Нынешний кризис, как и все прежние, это, безусловно, кризис европейской идентичности, переоценки ценностей, языка описания действительности. Касается это всех сфер общественной жизни и во многом связано с проблемами, возникающими в ходе переживаемой миром коммуникационной революции, вызывающей все большую тревогу у политических элит (как правящих, так и на данный момент оппозиционных). Повсеместна тенденция к замене свободного обновления элит кооптацией в их состав, стремление к несменяемости людей и группировок у власти, к усилению контроля. И хотя эти тенденции наиболее заметны на востоке Европы, в Венгрии и отчасти в Италии, они имеют шансы стать определяющими для всего континента.

В начале 1990-х годов в Западной Европе (Франция, Англия, Германия) в тюрьмах сидело примерно 50-60 человек из 100 тысяч. К началу нашего века число заключенных удвоилось и достигло 100-120 на каждые 100 тыс. населения. То же самое произошло и в США. Там, правда, всегда было много заключенных, но сейчас их 740 на каждые 100 тысяч. В России только немногим меньше. При этом в Европе количество насильственных преступлений практически не выросло.

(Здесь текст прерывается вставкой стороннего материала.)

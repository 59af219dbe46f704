//! Input event handlers

use crossterm::event::{KeyCode, KeyEvent};

use crate::event::KeyEventExt;

use super::state::{AppState, DashboardState, StateKind};

/// Actions that can result from handling input
#[derive(Debug, Clone, Copy, PartialEq, Eq)]
pub enum Action {
    None,
    Quit,
}

/// Handle key events based on current state
pub fn handle_key(state: &mut AppState, key: KeyEvent) -> Action {
    match state.kind() {
        StateKind::Loading => {
            if key.is_quit() {
                Action::Quit
            } else {
                Action::None
            }
        }
        StateKind::Error => Action::Quit,
        StateKind::Dashboard => {
            if let AppState::Dashboard(dashboard) = state {
                handle_dashboard_key(dashboard, key)
            } else {
                Action::None
            }
        }
        StateKind::Quitting => Action::None,
    }
}

fn handle_dashboard_key(dashboard: &mut DashboardState, key: KeyEvent) -> Action {
    if key.is_quit() {
        return Action::Quit;
    }

    match key.code {
        KeyCode::Char('j') | KeyCode::Down => dashboard.scroll_down(),
        KeyCode::Char('k') | KeyCode::Up => dashboard.scroll_up(),
        KeyCode::Char('g') | KeyCode::Home => dashboard.scroll_to_top(),
        KeyCode::Char('G') | KeyCode::End => dashboard.scroll_to_bottom(),
        _ => {}
    }
    Action::None
}
//! Provider-agnostic entry point for commit retrieval.
//!
//! `CommitClient` wraps one concrete adapter per provider and dispatches on
//! the enum variant, so callers use a single `get_commits_by_repo` contract
//! regardless of where the repository is hosted.

use tracing::debug;

use crate::config::{ProviderConfig, ServiceConfig};
use crate::error::{AppResult, CredentialError, FetchResult};
use crate::model::{Commit, Provider, TakeWhile};

use super::bitbucket::BitbucketCommits;
use super::credentials::FileCredentialStore;
use super::github::GitHubCommits;
use super::http::ReqwestTransport;
use super::traits::{CredentialStore, HttpTransport};

/// Commit retrieval for one provider
#[derive(Debug, Clone)]
pub enum CommitClient<H, S> {
    GitHub(GitHubCommits<H, S>),
    BitBucket(BitbucketCommits<H, S>),
}

impl<H: HttpTransport, S: CredentialStore> CommitClient<H, S> {
    pub fn new(provider: Provider, http: H, store: S, config: &ServiceConfig) -> Self {
        let provider_config = ProviderConfig::for_provider(provider, config);
        debug!(provider = %provider, commits_url = %provider_config.commits_url, "Creating commit client");

        match provider {
            Provider::GitHub => Self::GitHub(GitHubCommits::new(http, store, provider_config)),
            Provider::BitBucket => {
                Self::BitBucket(BitbucketCommits::new(http, store, provider_config))
            }
        }
    }

    /// Build a client from a provider name such as `"github"`.
    ///
    /// Unknown names are a configuration error; there is no default provider.
    pub fn from_name(name: &str, http: H, store: S, config: &ServiceConfig) -> AppResult<Self> {
        let provider: Provider = name.parse()?;
        Ok(Self::new(provider, http, store, config))
    }

    pub fn provider(&self) -> Provider {
        match self {
            Self::GitHub(_) => Provider::GitHub,
            Self::BitBucket(_) => Provider::BitBucket,
        }
    }

    pub fn is_authorized(&self) -> bool {
        match self {
            Self::GitHub(c) => c.is_authorized(),
            Self::BitBucket(c) => c.is_authorized(),
        }
    }

    pub fn authorize(&self, username: &str, password: &str) -> Result<(), CredentialError> {
        match self {
            Self::GitHub(c) => c.authorize(username, password),
            Self::BitBucket(c) => c.authorize(username, password),
        }
    }

    pub async fn get_commits_by_repo(
        &self,
        repository: &str,
        owner: &str,
        take_while: Option<&TakeWhile>,
    ) -> FetchResult<Vec<Commit>> {
        match self {
            Self::GitHub(c) => c.get_commits_by_repo(repository, owner, take_while).await,
            Self::BitBucket(c) => c.get_commits_by_repo(repository, owner, take_while).await,
        }
    }
}

impl CommitClient<ReqwestTransport, FileCredentialStore> {
    /// Client talking to the real provider API with credentials from the home directory
    pub fn connect(provider: Provider, config: &ServiceConfig) -> AppResult<Self> {
        let http = ReqwestTransport::new(config)?;
        let store = FileCredentialStore::new()?;
        Ok(Self::new(provider, http, store, config))
    }
}
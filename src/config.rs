use std::time::Duration;

use crate::model::Provider;

pub const GITHUB_API: &str = "https://api.github.com";
pub const BITBUCKET_API: &str = "https://api.bitbucket.org/2.0";

#[derive(Debug, Clone)]
pub struct Timeouts {
    pub http_request: Duration,
}

impl Default for Timeouts {
    fn default() -> Self {
        Self {
            http_request: Duration::from_secs(30),
        }
    }
}

impl Timeouts {
    pub fn new() -> Self {
        Self::default()
    }

    pub fn with_http_request(mut self, timeout: Duration) -> Self {
        self.http_request = timeout;
        self
    }
}

#[derive(Debug, Clone)]
pub struct ServiceConfig {
    pub timeouts: Timeouts,
    /// Base URL of the GitHub REST API
    pub github_api: String,
    /// Base URL of the BitBucket 2.0 REST API
    pub bitbucket_api: String,
}

impl Default for ServiceConfig {
    fn default() -> Self {
        Self {
            timeouts: Timeouts::default(),
            github_api: GITHUB_API.to_string(),
            bitbucket_api: BITBUCKET_API.to_string(),
        }
    }
}

impl ServiceConfig {
    pub fn new() -> Self {
        Self::default()
    }

    pub fn with_timeouts(mut self, timeouts: Timeouts) -> Self {
        self.timeouts = timeouts;
        self
    }

    pub fn with_github_api(mut self, base: impl Into<String>) -> Self {
        self.github_api = base.into();
        self
    }

    pub fn with_bitbucket_api(mut self, base: impl Into<String>) -> Self {
        self.bitbucket_api = base.into();
        self
    }
}

/// Endpoint templates and credential token for one provider.
///
/// Templates carry `{owner}` and `{repo}` placeholders.
#[derive(Debug, Clone, PartialEq, Eq)]
pub struct ProviderConfig {
    pub commits_url: String,
    /// Branch listing endpoint, only used by providers with branch fan-out
    pub branches_url: Option<String>,
    pub token: String,
}

impl ProviderConfig {
    pub fn for_provider(provider: Provider, config: &ServiceConfig) -> Self {
        match provider {
            Provider::GitHub => {
                let base = config.github_api.trim_end_matches('/');
                Self {
                    commits_url: format!("{}/repos/{{owner}}/{{repo}}/commits", base),
                    branches_url: Some(format!("{}/repos/{{owner}}/{{repo}}/branches", base)),
                    token: provider.token_name().to_string(),
                }
            }
            Provider::BitBucket => {
                let base = config.bitbucket_api.trim_end_matches('/');
                Self {
                    commits_url: format!("{}/repositories/{{owner}}/{{repo}}/commits", base),
                    branches_url: None,
                    token: provider.token_name().to_string(),
                }
            }
        }
    }

    pub fn commits_url_for(&self, owner: &str, repository: &str) -> String {
        fill_template(&self.commits_url, owner, repository)
    }

    pub fn branches_url_for(&self, owner: &str, repository: &str) -> Option<String> {
        self.branches_url
            .as_deref()
            .map(|template| fill_template(template, owner, repository))
    }
}

fn fill_template(template: &str, owner: &str, repository: &str) -> String {
    template
        .replace("{owner}", owner)
        .replace("{repo}", repository)
}
#[tokio::test]
async fn test_github_identical_branches_deduplicate() {
    let http = ScriptedTransport::new()
        .with_json(GH_BRANCHES, &gh_branches(&["main", "release"]))
        .with_json(branch_url("main"), &gh_commits(0..4))
        .with_json(branch_url("release"), &gh_commits(0..4));

    let commits = client(Provider::GitHub, &http)
        .get_commits_by_repo("engine", "ada", None)
        .await
        .unwrap();

    assert_eq!(commits.len(), 4);
}

#[tokio::test]
async fn test_github_disjoint_branches_concatenate() {
    let http = ScriptedTransport::new()
        .with_json(GH_BRANCHES, &gh_branches(&["main", "develop"]))
        .with_json(branch_url("main"), &gh_commits(0..4))
        .with_json(branch_url("develop"), &gh_commits(4..8));

    let commits = client(Provider::GitHub, &http)
        .get_commits_by_repo("engine", "ada", None)
        .await
        .unwrap();

    assert_eq!(
        ids(&commits),
        vec!["sha-0", "sha-1", "sha-2", "sha-3", "sha-4", "sha-5", "sha-6", "sha-7"]
    );
}

#[tokio::test]
async fn test_github_overlapping_branches_keep_first_occurrence() {
    let http = ScriptedTransport::new()
        .with_json(GH_BRANCHES, &gh_branches(&["main", "develop"]))
        .with_json(branch_url("main"), &gh_commits(0..4))
        .with_json(branch_url("develop"), &gh_commits(2..6));

    let commits = client(Provider::GitHub, &http)
        .get_commits_by_repo("engine", "ada", None)
        .await
        .unwrap();

    assert_eq!(commits.len(), 6);
    assert_eq!(
        ids(&commits),
        vec!["sha-0", "sha-1", "sha-2", "sha-3", "sha-4", "sha-5"]
    );
}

Еще более впечатляющие последствия открылись в сфере экономического регулирования. Конечно же, новые коммуникационные технологии сделали невероятно много для эмансипации бизнеса. Теперь можно в секунды проводить трансакции, мир глобализировался и превратился в колоссальную бизнес-сеть. Естественно, в ней возникла своя иерархия, свои отношения, свои правила. Финансовые власти, причем прежде всего США и Западной Европы, отреагировали на это неожиданным образом. Они стали подменять отношения между субъектами бизнеса отношениями между бизнесом и самой властью.

Кризис приобрел системный характер. И в экономике, и социальной сфере, и культуре мы видим его признаки. Он проявляется в том, что:

- общество атомизировалось. Общенациональная идентичность, которая была основой типичного европейского общества в рамках государства, опирающегося на политическую нацию, исчезает. На ее место заступают так или иначе организованные субкультурные общности. Они складываются на разных основаниях - криминальные сообщества, профессиональная деятельность, принадлежность к корпорациям разного рода и уровня, этничность;

- иерархия ценностей, присущая демократическому обществу, расползается. Разрушаются механизмы социализации. Традиционные институты - семья, школа, профессиональные союзы, политические партии, религиозные институты и объединения - не работают или работают плохо. Функции социализации переходят к средствам массовой коммуникации, которые с этим не справляются;

- вследствие растерянности и атомизированности, дробности ценностной картины мира прекратился рост экономики, фактически уровень жизни или не растет, или даже снижается. Значение труда утеряно, реальный сектор ослаблен. Драму усиливает чрезвычайно высокая производительность труда тех, кто еще не бросил работать, и невероятная слабость тех, кто не вписался в существующий рынок. Недавние британские погромщики - потребители того, что производят другие, - и неспособны ничего дать взамен. Это попросту лишние люди. В Аргентине, где подобные лондонским погромы происходили в 2001 году, погромщиков, выносивших содержимое магазинов, называли мешочниками, что весьма характерно;

- государство все больше присваивает себе то, что принадлежит обществу. В силу ослабления последнего, современное государство превратилось в смесь надсмотрщика, социального работника и психотерапевта. При этом надо понимать, что государство состоит из конкретных людей, охваченных жаждой власти и стремящихся самоутвердиться и обрести превосходство над окружающими;

- средства массовой коммуникации, развитие которых определяет профиль общества в последние десятилетия, оказались не инструментом взаимного развития, а средством мультипликации базовых предрассудков и иждивенческих настроений;

- развиваются настроения деструктивного толка: иждивенчески ориентированные массы выказывают склонность к разрушению цивилизации, превращению ее в мелкоперемолотый тоталитарный хаос;

- отрицается возможность построения авторитета индивидуума вне государства. Нельзя заниматься бизнесом и строить доверительные отношения без опеки и контроля государства. Власти отказывают гражданам в праве распоряжаться свой судьбой и средствами.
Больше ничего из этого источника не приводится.